Protagonistas da sociedade virtual são os jovens, que ninguém convoca na sociedade real, que ninguém chama pelo nome. Ignorados no mundo adulto, eles inauguram uma praça onde se encontram, e onde o mundo adulto, que lhes excluiu, tem acesso com alguma dificuldade. O seu comunicar, chamar-se e convocar-se por via telemática indica uma modalidade de socialização e de trocas relacionais ainda não suficientemente consideradas pelo mundo adulto, que sob esse perfil parece arcaico. E nessa indicação, está a configuração do futuro, que só quem é jovem é capaz de projetar e de sonhar.

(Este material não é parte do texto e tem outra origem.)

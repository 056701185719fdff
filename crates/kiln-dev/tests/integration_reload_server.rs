//! Integration tests for the reload websocket protocol.
//!
//! A real server is bound on an ephemeral port and driven with a
//! tokio-tungstenite client, the same way a browser would.

use futures::{SinkExt, StreamExt};
use kiln_dev::dev::{CLIENT_SCRIPT_PATH, ReloadBroadcaster, ReloadServer, WS_PATH};
use std::net::SocketAddr;
use std::path::Path;
use std::sync::Arc;
use std::time::Duration;
use tokio::io::{AsyncReadExt, AsyncWriteExt};
use tokio::net::TcpStream;
use tokio_tungstenite::tungstenite::Message;
use tokio_tungstenite::{MaybeTlsStream, WebSocketStream, connect_async};

type Client = WebSocketStream<MaybeTlsStream<TcpStream>>;

async fn start_server() -> (Arc<ReloadBroadcaster>, SocketAddr) {
    let broadcaster = Arc::new(ReloadBroadcaster::new());
    let server = ReloadServer::bind(SocketAddr::from(([127, 0, 0, 1], 0)), broadcaster.clone())
        .await
        .unwrap();
    let addr = server.local_addr().unwrap();
    tokio::spawn(server.serve());
    (broadcaster, addr)
}

async fn connect(addr: SocketAddr, route: &str) -> Client {
    let (mut client, _) = connect_async(format!("ws://{}{}", addr, WS_PATH))
        .await
        .unwrap();
    client.send(Message::text(route)).await.unwrap();
    assert_eq!(next_text(&mut client).await.as_deref(), Some("Connected"));
    client
}

async fn next_text(client: &mut Client) -> Option<String> {
    let message = tokio::time::timeout(Duration::from_millis(500), client.next())
        .await
        .ok()??
        .ok()?;
    match message {
        Message::Text(text) => Some(text.as_str().to_owned()),
        _ => None,
    }
}

#[tokio::test]
async fn test_handshake_then_reload_only_for_subscribed_route() {
    let (broadcaster, addr) = start_server().await;
    let mut home = connect(addr, "/app/frontend/Home.tsx").await;
    let mut about = connect(addr, "/app/frontend/About.tsx").await;

    assert_eq!(broadcaster.subscriber_count("/app/frontend/Home.tsx"), 1);

    let delivered = broadcaster
        .broadcast([Path::new("/app/frontend/Home.tsx")])
        .await;
    assert_eq!(delivered, 1);

    assert_eq!(next_text(&mut home).await.as_deref(), Some("reload"));
    assert_eq!(next_text(&mut about).await, None);
}

#[tokio::test]
async fn test_binary_handshake_is_accepted() {
    let (broadcaster, addr) = start_server().await;
    let (mut client, _) = connect_async(format!("ws://{}{}", addr, WS_PATH))
        .await
        .unwrap();
    client
        .send(Message::binary(b"/app/frontend/Home.tsx".to_vec()))
        .await
        .unwrap();
    assert_eq!(next_text(&mut client).await.as_deref(), Some("Connected"));
    assert_eq!(broadcaster.subscriber_count("/app/frontend/Home.tsx"), 1);
}

#[tokio::test]
async fn test_closed_client_is_unsubscribed() {
    let (broadcaster, addr) = start_server().await;
    let mut client = connect(addr, "/app/frontend/Home.tsx").await;
    assert_eq!(broadcaster.client_count(), 1);

    client.close(None).await.unwrap();
    for _ in 0..50 {
        if broadcaster.client_count() == 0 {
            break;
        }
        tokio::time::sleep(Duration::from_millis(10)).await;
    }
    assert_eq!(broadcaster.client_count(), 0);
    assert_eq!(
        broadcaster
            .broadcast([Path::new("/app/frontend/Home.tsx")])
            .await,
        0
    );
}

#[tokio::test]
async fn test_reload_client_script_is_served() {
    let (_, addr) = start_server().await;

    let mut stream = TcpStream::connect(addr).await.unwrap();
    let request = format!(
        "GET {} HTTP/1.1\r\nHost: {}\r\nConnection: close\r\n\r\n",
        CLIENT_SCRIPT_PATH, addr
    );
    stream.write_all(request.as_bytes()).await.unwrap();

    let mut response = String::new();
    stream.read_to_string(&mut response).await.unwrap();

    assert!(response.starts_with("HTTP/1.1 200"));
    assert!(response.contains("application/javascript"));
    assert!(response.contains("socket.send(route)"));
}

Na projeção do futuro, estão os sinais da mudança. Trata-se de uma mudança que é radical porque ocorre em uma linguagem, a virtual, que um poder muito velho nos seus hábitos mentais e nos seus esquemas perceptivos não só sofre para entender, mas nem se dá conta de sua força e de seu poder. Porque é poder comunicar sem os limites do espaço, sem as esperas do tempo, sem a gravidade dos corpos, sem o impedimento da matéria. E justamente aqui pode nascer a fresta de esperança que Pier Luigi Celli justamente via fechada aos jovens se esperada do mundo adulto. Os jovens não esperam mais o futuro dos adultos. Com a sua praça virtual, eles simplesmente o assumem.